**PROBLEM DESCRIPTION**
Every line of the data below should be retyped exactly.

Items listed in a dataset:
--

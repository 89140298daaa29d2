//! Track lists for the picker: normalization into wheel items and loading from an
//! ordered chain of sources with fallback.

use crate::models::{PickerItem, TrackRecord};
use serde::Deserialize;
use std::path::PathBuf;

/// Golden ratio conjugate; stepping the hue by this fraction of a turn spreads colors evenly.
pub const GOLDEN_RATIO_CONJUGATE: f64 = 0.618033988749895;

pub const DEFAULT_SATURATION: u32 = 70;
pub const DEFAULT_LIGHTNESS: u32 = 60;

/// Errors from a single track source. Never surfaced past [`load_tracks`].
#[derive(Debug)]
pub enum DataLoadError {
    Io(std::io::Error),
    Parse(serde_json::Error),
    /// The source parsed but held no tracks.
    Empty,
}

impl std::fmt::Display for DataLoadError {
    fn fmt(&self, f: &mut std::fmt::Formatter<'_>) -> std::fmt::Result {
        match self {
            DataLoadError::Io(e) => write!(f, "Could not read track data: {}", e),
            DataLoadError::Parse(e) => write!(f, "Malformed track data: {}", e),
            DataLoadError::Empty => write!(f, "Track data contains no tracks"),
        }
    }
}

impl std::error::Error for DataLoadError {}

impl From<std::io::Error> for DataLoadError {
    fn from(e: std::io::Error) -> Self {
        DataLoadError::Io(e)
    }
}

impl From<serde_json::Error> for DataLoadError {
    fn from(e: serde_json::Error) -> Self {
        DataLoadError::Parse(e)
    }
}

/// Lowercase the label and replace every character outside [a-z0-9] with '-'.
pub fn slugify(label: &str) -> String {
    label
        .to_lowercase()
        .chars()
        .map(|c| if c.is_ascii_lowercase() || c.is_ascii_digit() { c } else { '-' })
        .collect()
}

/// Deterministic, well-spread HSL color for the item at `index`.
pub fn generate_color_from_index(index: usize, saturation: u32, lightness: u32) -> String {
    let hue = (index as f64 * GOLDEN_RATIO_CONJUGATE * 360.0) % 360.0;
    format!("hsl({}, {}%, {}%)", hue.floor() as u32, saturation, lightness)
}

/// Turn raw track records into wheel items with stable ids and positional colors.
pub fn normalize_tracks(records: &[TrackRecord]) -> Vec<PickerItem> {
    records
        .iter()
        .enumerate()
        .map(|(i, track)| {
            PickerItem::new(slugify(&track.name), track.name.clone())
                .with_color(generate_color_from_index(i, DEFAULT_SATURATION, DEFAULT_LIGHTNESS))
        })
        .collect()
}

/// A track document is either `{"tracks": [...]}` or a bare list.
#[derive(Deserialize)]
#[serde(untagged)]
enum TrackDocument {
    Wrapped { tracks: Vec<TrackRecord> },
    List(Vec<TrackRecord>),
}

/// Parse a track document; an empty list is an error so the chain moves on.
pub fn parse_track_document(json: &str) -> Result<Vec<TrackRecord>, DataLoadError> {
    let tracks = match serde_json::from_str::<TrackDocument>(json)? {
        TrackDocument::Wrapped { tracks } | TrackDocument::List(tracks) => tracks,
    };
    if tracks.is_empty() {
        return Err(DataLoadError::Empty);
    }
    Ok(tracks)
}

/// Small built-in list used when no data file can be read.
pub fn fallback_tracks() -> Vec<TrackRecord> {
    vec![
        TrackRecord::base("Mario Kart Stadium"),
        TrackRecord::base("Water Park"),
        TrackRecord::base("Sweet Sweet Canyon"),
        TrackRecord::base("Thwomp Ruins"),
        TrackRecord::base("Rainbow Road"),
        TrackRecord::bonus("Paris Promenade"),
        TrackRecord::bonus("Tokyo Blur"),
        TrackRecord::bonus("Ninja Hideaway"),
    ]
}

/// One attempt in the loading chain.
#[derive(Clone, Debug, Eq, PartialEq)]
pub enum TrackSource {
    /// JSON document on disk.
    JsonFile(PathBuf),
    /// Fixed list compiled into the binary.
    Static(Vec<TrackRecord>),
}

impl TrackSource {
    /// Short label for logs.
    pub fn describe(&self) -> String {
        match self {
            TrackSource::JsonFile(path) => path.display().to_string(),
            TrackSource::Static(_) => "built-in list".to_string(),
        }
    }

    pub async fn load(&self) -> Result<Vec<TrackRecord>, DataLoadError> {
        match self {
            TrackSource::JsonFile(path) => {
                let data = tokio::fs::read_to_string(path).await?;
                parse_track_document(&data)
            }
            TrackSource::Static(tracks) if tracks.is_empty() => Err(DataLoadError::Empty),
            TrackSource::Static(tracks) => Ok(tracks.clone()),
        }
    }
}

/// Try each source in order and normalize the first one that yields tracks. Bonus tracks
/// are dropped unless `include_bonus` is set; a source left empty by that filter counts
/// as failed. Failures are logged and skipped; if every source fails the result is empty.
pub async fn load_tracks(sources: &[TrackSource], include_bonus: bool) -> Vec<PickerItem> {
    for source in sources {
        let records = match source.load().await {
            Ok(records) => records,
            Err(e) => {
                log::warn!("Track source {} failed: {}", source.describe(), e);
                continue;
            }
        };
        let records: Vec<TrackRecord> = records
            .into_iter()
            .filter(|t| include_bonus || !t.is_bonus)
            .collect();
        if records.is_empty() {
            log::warn!("Track source {} has only bonus tracks, skipping", source.describe());
            continue;
        }
        log::info!("Loaded {} tracks from {}", records.len(), source.describe());
        return normalize_tracks(&records);
    }
    log::warn!("All track sources failed, using an empty track list");
    Vec::new()
}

--

**OUTPUT BELOW**
repository 89140298daaa29d2
//! Track lists for the picker: normalization into wheel items and loading from an
//! ordered chain of sources with fallback.

use crate::models::{PickerItem, TrackRecord};
use serde::Deserialize;
use std::path::PathBuf;

/// Golden ratio conjugate; stepping the hue by this fraction of a turn spreads colors evenly.
pub const GOLDEN_RATIO_CONJUGATE: f64 = 0.618033988749895;

pub const DEFAULT_SATURATION: u32 = 70;
pub const DEFAULT_LIGHTNESS: u32 = 60;

/// Errors from a single track source. Never surfaced past [`load_tracks`].
#[derive(Debug)]
pub enum DataLoadError {
    Io(std::io::Error),
    Parse(serde_json::Error),
    /// The source parsed but held no tracks.
    Empty,
}

impl std::fmt::Display for DataLoadError {
    fn fmt(&self, f: &mut std::fmt::Formatter<'_>) -> std::fmt::Result {
        match self {
            DataLoadError::Io(e) => write!(f, "Could not read track data: {}", e),
            DataLoadError::Parse(e) => write!(f, "Malformed track data: {}", e),
            DataLoadError::Empty => write!(f, "Track data contains no tracks"),
        }
    }
}

impl std::error::Error for DataLoadError {}

impl From<std::io::Error> for DataLoadError {
    fn from(e: std::io::Error) -> Self {
        DataLoadError::Io(e)
    }
}

impl From<serde_json::Error> for DataLoadError {
    fn from(e: serde_json::Error) -> Self {
        DataLoadError::Parse(e)
    }
}

/// Lowercase the label and replace every character outside [a-z0-9] with '-'.
pub fn slugify(label: &str) -> String {
    label
        .to_lowercase()
        .chars()
        .map(|c| if c.is_ascii_lowercase() || c.is_ascii_digit() { c } else { '-' })
        .collect()
}

/// Deterministic, well-spread HSL color for the item at `index`.
pub fn generate_color_from_index(index: usize, saturation: u32, lightness: u32) -> String {
    let hue = (index as f64 * GOLDEN_RATIO_CONJUGATE * 360.0) % 360.0;
    format!("hsl({}, {}%, {}%)", hue.floor() as u32, saturation, lightness)
}

/// Turn raw track records into wheel items with stable ids and positional colors.
pub fn normalize_tracks(records: &[TrackRecord]) -> Vec<PickerItem> {
    records
        .iter()
        .enumerate()
        .map(|(i, track)| {
            PickerItem::new(slugify(&track.name), track.name.clone())
                .with_color(generate_color_from_index(i, DEFAULT_SATURATION, DEFAULT_LIGHTNESS))
        })
        .collect()
}

/// A track document is either `{"tracks": [...]}` or a bare list.
#[derive(Deserialize)]
#[serde(untagged)]
enum TrackDocument {
    Wrapped { tracks: Vec<TrackRecord> },
    List(Vec<TrackRecord>),
}

/// Parse a track document; an empty list is an error so the chain moves on.
pub fn parse_track_document(json: &str) -> Result<Vec<TrackRecord>, DataLoadError> {
    let tracks = match serde_json::from_str::<TrackDocument>(json)? {
        TrackDocument::Wrapped { tracks } | TrackDocument::List(tracks) => tracks,
    };
    if tracks.is_empty() {
        return Err(DataLoadError::Empty);
    }
    Ok(tracks)
}

/// Small built-in list used when no data file can be read.
pub fn fallback_tracks() -> Vec<TrackRecord> {
    vec![
        TrackRecord::base("Mario Kart Stadium"),
        TrackRecord::base("Water Park"),
        TrackRecord::base("Sweet Sweet Canyon"),
        TrackRecord::base("Thwomp Ruins"),
        TrackRecord::base("Rainbow Road"),
        TrackRecord::bonus("Paris Promenade"),
        TrackRecord::bonus("Tokyo Blur"),
        TrackRecord::bonus("Ninja Hideaway"),
    ]
}

/// One attempt in the loading chain.
#[derive(Clone, Debug, Eq, PartialEq)]
pub enum TrackSource {
    /// JSON document on disk.
    JsonFile(PathBuf),
    /// Fixed list compiled into the binary.
    Static(Vec<TrackRecord>),
}

impl TrackSource {
    /// Short label for logs.
    pub fn describe(&self) -> String {
        match self {
            TrackSource::JsonFile(path) => path.display().to_string(),
            TrackSource::Static(_) => "built-in list".to_string(),
        }
    }

    pub async fn load(&self) -> Result<Vec<TrackRecord>, DataLoadError> {
        match self {
            TrackSource::JsonFile(path) => {
                let data = tokio::fs::read_to_string(path).await?;
                parse_track_document(&data)
            }
            TrackSource::Static(tracks) if tracks.is_empty() => Err(DataLoadError::Empty),
            TrackSource::Static(tracks) => Ok(tracks.clone()),
        }
    }
}

/// Try each source in order and normalize the first one that yields tracks. Bonus tracks
/// are dropped unless `include_bonus` is set; a source left empty by that filter counts
/// as failed. Failures are logged and skipped; if every source fails the result is empty.
pub async fn load_tracks(sources: &[TrackSource], include_bonus: bool) -> Vec<PickerItem> {
    for source in sources {
        let records = match source.load().await {
            Ok(records) => records,
            Err(e) => {
                log::warn!("Track source {} failed: {}", source.describe(), e);
                continue;
            }
        };
        let records: Vec<TrackRecord> = records
            .into_iter()
            .filter(|t| include_bonus || !t.is_bonus)
            .collect();
        if records.is_empty() {
            log::warn!("Track source {} has only bonus tracks, skipping", source.describe());
            continue;
        }
        log::info!("Loaded {} tracks from {}", records.len(), source.describe());
        return normalize_tracks(&records);
    }
    log::warn!("All track sources failed, using an empty track list");
    Vec::new()
}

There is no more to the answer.